Empezó a extrañar a Karina. Si ella estuviera aquí, él no tendría que preocuparse por nada de esto...
Cuando bajó de su carro y caminaba hacia la entrada principal, llegó el vehículo de Sebastián. Se quedaron platicando un rato en el jardín.
—Te estás poniendo un poco paranoico, Fabio —dijo Sebastián—. Volví a investigar a ese tal Ariel y no hay nada especial en él.
—Vivió en Nueva Terra Nova más de diez años, es normal que sepa montar a caballo y tirar con arco. Es como aquí, cualquier niño sabe jugar ping-pong o básquetbol.
A Fabio no le convenció.
—Si fuera una persona común, ¿cómo pudo averiguar sobre Seli? Además, logró que la información de la doctora Nayeli pasara desapercibida en nuestra investigación, la ocultó perfectamente.

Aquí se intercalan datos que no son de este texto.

//! # Type Sniffer
//!
//! Classificazione dei contenuti tramite magic bytes, senza I/O.
//!
//! ## Responsabilità:
//! - `sniff()`: dai primi ≥261 byte restituisce il MIME type, oppure rifiuta
//!   se i byte sono troppo pochi o nessuna firma corrisponde
//! - `classify()`: immagine / video / altro, con l'estensione usata solo quando
//!   la firma non è conclusiva (mai in contrasto con una firma trovata)
//! - Firme sconosciute diventano "other" e attraversano la pipeline senza modifiche
//!
//! ## Firme riconosciute:
//! - **Immagini**: JPEG, PNG, GIF, WebP, BMP, TIFF, ICO; HEIC/AVIF vengono
//!   riconosciuti ma non c'è un decoder, quindi passano invariati
//! - **Video**: MP4/M4V (solo brand noti), QuickTime, 3GP, WebM, Matroska, AVI,
//!   FLV, MPEG-PS, ASF/WMV, Ogg con stream Theora o VP8
//! - **Altri**: PDF, ZIP, MP3 (ID3), WAV, Ogg audio (trattati come "other")

use crate::error::NormalizeError;
use serde::{Deserialize, Serialize};
use std::path::Path;

/// Number of leading bytes the sniffer needs
pub const MIN_SNIFF_LEN: usize = 261;

/// Coarse classification driving the pipeline branch
#[derive(Debug, Clone, Copy, PartialEq, Eq, Serialize, Deserialize)]
#[serde(rename_all = "snake_case")]
pub enum MediaKind {
    Image,
    Video,
    Other,
}

/// Image types the bundled decoders can read
const DECODABLE_IMAGES: &[&str] = &[
    "image/jpeg",
    "image/png",
    "image/gif",
    "image/webp",
    "image/bmp",
    "image/tiff",
    "image/x-icon",
];

/// `ftyp` brands of MP4-family video files
const MP4_BRANDS: &[&[u8; 4]] = &[
    b"isom", b"iso2", b"iso3", b"iso4", b"iso5", b"iso6", b"mp41", b"mp42", b"avc1", b"dash",
    b"M4V ", b"M4VH", b"M4VP", b"f4v ", b"mmp4", b"MSNV", b"NDAS", b"XAVC",
];

impl MediaKind {
    /// Images without a decoder are `Other`, so they pass through unchanged
    pub fn from_mime(mime: &str) -> Self {
        if DECODABLE_IMAGES.contains(&mime) {
            MediaKind::Image
        } else if mime.starts_with("video/") {
            MediaKind::Video
        } else {
            MediaKind::Other
        }
    }
}

#[derive(Debug, Clone, PartialEq, Eq)]
pub struct Classification {
    pub kind: MediaKind,
    pub mime: String,
}

const VIDEO_EXTENSIONS: &[&str] = &[
    "mp4", "mov", "avi", "wmv", "flv", "webm", "mkv", "m4v", "3gp", "ogg", "ogv", "mpg", "mpeg",
    "ts", "mts", "vob", "divx", "m2ts", "mxf", "asf", "rm", "rmvb", "dv", "f4v",
];

/// Fast extension check, case-insensitive
pub fn is_video_extension(filename: &str) -> bool {
    extension_of(filename)
        .map(|ext| VIDEO_EXTENSIONS.contains(&ext.as_str()))
        .unwrap_or(false)
}

fn extension_of(filename: &str) -> Option<String> {
    Path::new(filename)
        .extension()
        .and_then(|e| e.to_str())
        .map(|e| e.to_lowercase())
}

/// MIME type from magic bytes.
///
/// Fails with `UnknownFormat` when fewer than `MIN_SNIFF_LEN` bytes are supplied or
/// no signature matches.
pub fn sniff(head: &[u8]) -> Result<&'static str, NormalizeError> {
    if head.len() < MIN_SNIFF_LEN {
        return Err(NormalizeError::UnknownFormat(format!(
            "need at least {} bytes to sniff, got {}",
            MIN_SNIFF_LEN,
            head.len()
        )));
    }

    detect_image(head)
        .or_else(|| detect_video(head))
        .or_else(|| detect_other(head))
        .ok_or_else(|| NormalizeError::UnknownFormat("no matching signature".to_string()))
}

/// Classify an upload. A signature always wins; the extension set is only consulted
/// when the signature scan is inconclusive.
pub fn classify(filename: &str, head: &[u8]) -> Classification {
    match sniff(head) {
        Ok(mime) => Classification {
            kind: MediaKind::from_mime(mime),
            mime: mime.to_string(),
        },
        Err(_) if is_video_extension(filename) => {
            let ext = extension_of(filename).unwrap_or_default();
            Classification {
                kind: MediaKind::Video,
                mime: format!("video/{}", ext),
            }
        }
        Err(_) => Classification {
            kind: MediaKind::Other,
            mime: "application/octet-stream".to_string(),
        },
    }
}

/// Preferred file extension for a sniffed MIME type
pub fn extension_for_mime(mime: &str) -> Option<&'static str> {
    let ext = match mime {
        "image/jpeg" => "jpg",
        "image/png" => "png",
        "image/gif" => "gif",
        "image/webp" => "webp",
        "image/bmp" => "bmp",
        "image/tiff" => "tiff",
        "image/x-icon" => "ico",
        "image/heif" => "heic",
        "image/avif" => "avif",
        "video/mp4" => "mp4",
        "video/quicktime" => "mov",
        "video/3gpp" => "3gp",
        "video/webm" => "webm",
        "video/x-matroska" => "mkv",
        "video/x-msvideo" => "avi",
        "video/x-flv" => "flv",
        "video/mpeg" => "mpg",
        "video/x-ms-asf" => "asf",
        "video/ogg" => "ogv",
        _ => return None,
    };
    Some(ext)
}

fn ftyp_brand(data: &[u8]) -> Option<&[u8]> {
    if data.len() >= 12 && &data[4..8] == b"ftyp" {
        Some(&data[8..12])
    } else {
        None
    }
}

fn contains(haystack: &[u8], needle: &[u8]) -> bool {
    haystack.windows(needle.len()).any(|w| w == needle)
}

fn detect_image(data: &[u8]) -> Option<&'static str> {
    if data.starts_with(&[0xFF, 0xD8, 0xFF]) {
        return Some("image/jpeg");
    }
    if data.starts_with(&[0x89, 0x50, 0x4E, 0x47, 0x0D, 0x0A, 0x1A, 0x0A]) {
        return Some("image/png");
    }
    if data.starts_with(b"GIF87a") || data.starts_with(b"GIF89a") {
        return Some("image/gif");
    }
    if data.starts_with(b"RIFF") && &data[8..12] == b"WEBP" {
        return Some("image/webp");
    }
    if data.starts_with(b"BM") {
        return Some("image/bmp");
    }
    if data.starts_with(&[0x49, 0x49, 0x2A, 0x00]) || data.starts_with(&[0x4D, 0x4D, 0x00, 0x2A]) {
        return Some("image/tiff");
    }
    if data.starts_with(&[0x00, 0x00, 0x01, 0x00]) {
        return Some("image/x-icon");
    }
    match ftyp_brand(data) {
        Some(b"avif") | Some(b"avis") => Some("image/avif"),
        Some(b"heic") | Some(b"heix") | Some(b"mif1") | Some(b"msf1") => Some("image/heif"),
        _ => None,
    }
}

fn detect_video(data: &[u8]) -> Option<&'static str> {
    if let Some(brand) = ftyp_brand(data) {
        return match brand {
            b"qt  " => Some("video/quicktime"),
            b"3gp4" | b"3gp5" | b"3gp6" | b"3g2a" => Some("video/3gpp"),
            _ if MP4_BRANDS.iter().any(|known| known.as_slice() == brand) => Some("video/mp4"),
            _ => None,
        };
    }

    // the first Ogg page carries the identification header of its only stream
    if data.starts_with(b"OggS") {
        let page = &data[..data.len().min(MIN_SNIFF_LEN)];
        if contains(page, b"\x80theora") || contains(page, b"OVP80") {
            return Some("video/ogg");
        }
        return None;
    }

    // EBML header: doctype decides between WebM and Matroska
    if data.starts_with(&[0x1A, 0x45, 0xDF, 0xA3]) {
        let window = &data[..data.len().min(64)];
        if window.windows(4).any(|w| w == b"webm") {
            return Some("video/webm");
        }
        return Some("video/x-matroska");
    }

    if data.starts_with(b"RIFF") && &data[8..12] == b"AVI " {
        return Some("video/x-msvideo");
    }
    if data.starts_with(b"FLV\x01") {
        return Some("video/x-flv");
    }
    if data.starts_with(&[0x00, 0x00, 0x01, 0xBA]) || data.starts_with(&[0x00, 0x00, 0x01, 0xB3]) {
        return Some("video/mpeg");
    }
    if data.starts_with(&[0x30, 0x26, 0xB2, 0x75, 0x8E, 0x66, 0xCF, 0x11]) {
        return Some("video/x-ms-asf");
    }
    // QuickTime files without ftyp start straight with a moov/mdat/wide atom
    if matches!(&data[4..8], b"moov" | b"mdat" | b"wide" | b"free") {
        return Some("video/quicktime");
    }
    None
}

fn detect_other(data: &[u8]) -> Option<&'static str> {
    if data.starts_with(b"%PDF") {
        return Some("application/pdf");
    }
    if data.starts_with(&[0x50, 0x4B, 0x03, 0x04]) || data.starts_with(&[0x50, 0x4B, 0x05, 0x06]) {
        return Some("application/zip");
    }
    if data.starts_with(b"ID3") {
        return Some("audio/mpeg");
    }
    if data.starts_with(b"RIFF") && &data[8..12] == b"WAVE" {
        return Some("audio/x-wav");
    }
    if data.starts_with(b"OggS") {
        return Some("audio/ogg");
    }
    None
}

#[cfg(test)]
mod tests {
    use super::*;

    fn padded(prefix: &[u8]) -> Vec<u8> {
        let mut data = prefix.to_vec();
        data.resize(MIN_SNIFF_LEN.max(prefix.len()), 0x20);
        data
    }

    #[test]
    fn test_sniff_images() {
        assert_eq!(sniff(&padded(&[0xFF, 0xD8, 0xFF, 0xE0])).unwrap(), "image/jpeg");
        assert_eq!(
            sniff(&padded(&[0x89, b'P', b'N', b'G', 0x0D, 0x0A, 0x1A, 0x0A])).unwrap(),
            "image/png"
        );
        assert_eq!(sniff(&padded(b"GIF89a")).unwrap(), "image/gif");
        assert_eq!(sniff(&padded(b"RIFF\x00\x00\x00\x00WEBPVP8 ")).unwrap(), "image/webp");
    }

    #[test]
    fn test_sniff_videos() {
        assert_eq!(sniff(&padded(b"\x00\x00\x00\x18ftypisom")).unwrap(), "video/mp4");
        assert_eq!(sniff(&padded(b"\x00\x00\x00\x14ftypqt  ")).unwrap(), "video/quicktime");
        assert_eq!(
            sniff(&padded(b"\x1A\x45\xDF\xA3\x9F\x42\x86\x81\x01B\x82\x84webm")).unwrap(),
            "video/webm"
        );
        assert_eq!(
            sniff(&padded(b"\x1A\x45\xDF\xA3\x9F\x42\x86\x81\x01B\x82\x88matroska")).unwrap(),
            "video/x-matroska"
        );
        assert_eq!(sniff(&padded(b"RIFF\x00\x00\x00\x00AVI LIST")).unwrap(), "video/x-msvideo");
    }

    #[test]
    fn test_sniff_rejects_short_input() {
        let err = sniff(&[0xFF, 0xD8, 0xFF, 0xE0]).unwrap_err();
        assert!(matches!(err, NormalizeError::UnknownFormat(_)));
    }

    #[test]
    fn test_text_file_classifies_as_other() {
        let text = "hello world, this is a plain text upload\n".repeat(10);
        let classification = classify("notes.txt", text.as_bytes());
        assert_eq!(classification.kind, MediaKind::Other);
    }

    #[test]
    fn test_signature_wins_over_extension() {
        // a JPEG uploaded with a video extension is still an image
        let jpeg = padded(&[0xFF, 0xD8, 0xFF, 0xE0]);
        let classification = classify("clip.mp4", &jpeg);
        assert_eq!(classification.kind, MediaKind::Image);
        assert_eq!(classification.mime, "image/jpeg");
    }

    #[test]
    fn test_extension_used_when_signature_inconclusive() {
        let unknown = padded(b"\x00\x01\x02\x03\x04\x05\x06\x07\x08\x09\x0a\x0b");
        assert_eq!(classify("movie.MKV", &unknown).kind, MediaKind::Video);
        assert_eq!(classify("movie.bin", &unknown).kind, MediaKind::Other);
    }

    #[test]
    fn test_is_video_extension() {
        assert!(is_video_extension("a.mp4"));
        assert!(is_video_extension("b.MoV"));
        assert!(!is_video_extension("c.jpg"));
        assert!(!is_video_extension("no_extension"));
    }

    #[test]
    fn test_audio_ftyp_is_not_video() {
        let m4a = padded(b"\x00\x00\x00\x20ftypM4A ");
        assert!(sniff(&m4a).is_err());
    }

    #[test]
    fn test_unknown_ftyp_brands_are_not_video() {
        for brand in [&b"crx "[..], b"jp2 ", b"zzzz"] {
            let mut head = b"\x00\x00\x00\x18ftyp".to_vec();
            head.extend_from_slice(brand);
            assert!(sniff(&padded(&head)).is_err(), "{:?}", brand);
        }
        assert_eq!(sniff(&padded(b"\x00\x00\x00\x18ftypmp42")).unwrap(), "video/mp4");
        assert_eq!(sniff(&padded(b"\x00\x00\x00\x18ftypM4V ")).unwrap(), "video/mp4");
    }

    #[test]
    fn test_undecodable_images_pass_through() {
        let heic = classify("photo.heic", &padded(b"\x00\x00\x00\x18ftypheic"));
        assert_eq!(heic.mime, "image/heif");
        assert_eq!(heic.kind, MediaKind::Other);

        let avif = classify("photo.avif", &padded(b"\x00\x00\x00\x1cftypavif"));
        assert_eq!(avif.kind, MediaKind::Other);

        let tiff = classify("scan.tif", &padded(&[0x49, 0x49, 0x2A, 0x00]));
        assert_eq!(tiff.kind, MediaKind::Image);
        let ico = classify("favicon.ico", &padded(&[0x00, 0x00, 0x01, 0x00]));
        assert_eq!(ico.kind, MediaKind::Image);
    }

    #[test]
    fn test_ogg_video_and_audio() {
        let mut theora = b"OggS\x00\x02".to_vec();
        theora.resize(28, 0);
        theora.extend_from_slice(b"\x80theora\x03\x02\x01");
        let class = classify("clip.ogv", &padded(&theora));
        assert_eq!(class.kind, MediaKind::Video);
        assert_eq!(extension_for_mime(&class.mime), Some("ogv"));

        let mut vorbis = b"OggS\x00\x02".to_vec();
        vorbis.resize(28, 0);
        vorbis.extend_from_slice(b"\x01vorbis\x00\x00\x00\x00");
        let class = classify("song.ogg", &padded(&vorbis));
        assert_eq!(class.mime, "audio/ogg");
        assert_eq!(class.kind, MediaKind::Other);
    }
}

Sebastián tampoco lo entendía. —Ariel y Nayeli son doctores, conocen a mucha gente. ¿Quizás tienen algún amigo experto en esas cosas?
Fabio se quedó callado. No era imposible. Pero la aparición de Ariel se había convertido en un obstáculo en su plan para hacer que Karina volviera a rogarle, y no sabía cuánto más tendría que esperar. Y solo quedaban unos diez días para que terminara el período de reflexión.
Como si le leyera la mente, Sebastián le dio una palmada en el hombro.
—Tranquilo... Mañana iré a buscar a Karina para darle una advertencia.
Sebastián le dio otra palmada en el hombro y le gritó a Selena: —¡Seli, Fabio está cansado, ven a atenderlo!
Selena asintió y primero acompañó a Sebastián a su coche para que se fuera. Después, caminó hacia Fabio.
Cuando se acercó, Fabio notó que su vestido de hoy era de un estilo conservador. Ni siquiera dejaba ver sus brazos. La tela de algodón blanca era ligera y fluida, pero no lograba ocultar las curvas de su cuerpo. Al caminar, tenía un encanto particularmente seductor.
Apenas se calmaba una ola, llegaba otra… La nuez de Adán de Fabio subió y bajó un par de veces.
Desde la cena privada de SR, ya no podía ver a Seli como una niña o una hermana. Su cuerpo ya era el de una mujer madura. Antes de que Karina se fuera de casa, debido al trabajo, no habían tenido intimidad en mucho tiempo. Después de tanta abstinencia, el deseo, una vez despierto, era incontenible.
Fabio sintió una oleada de calor recorrer su cuerpo de forma imprudente.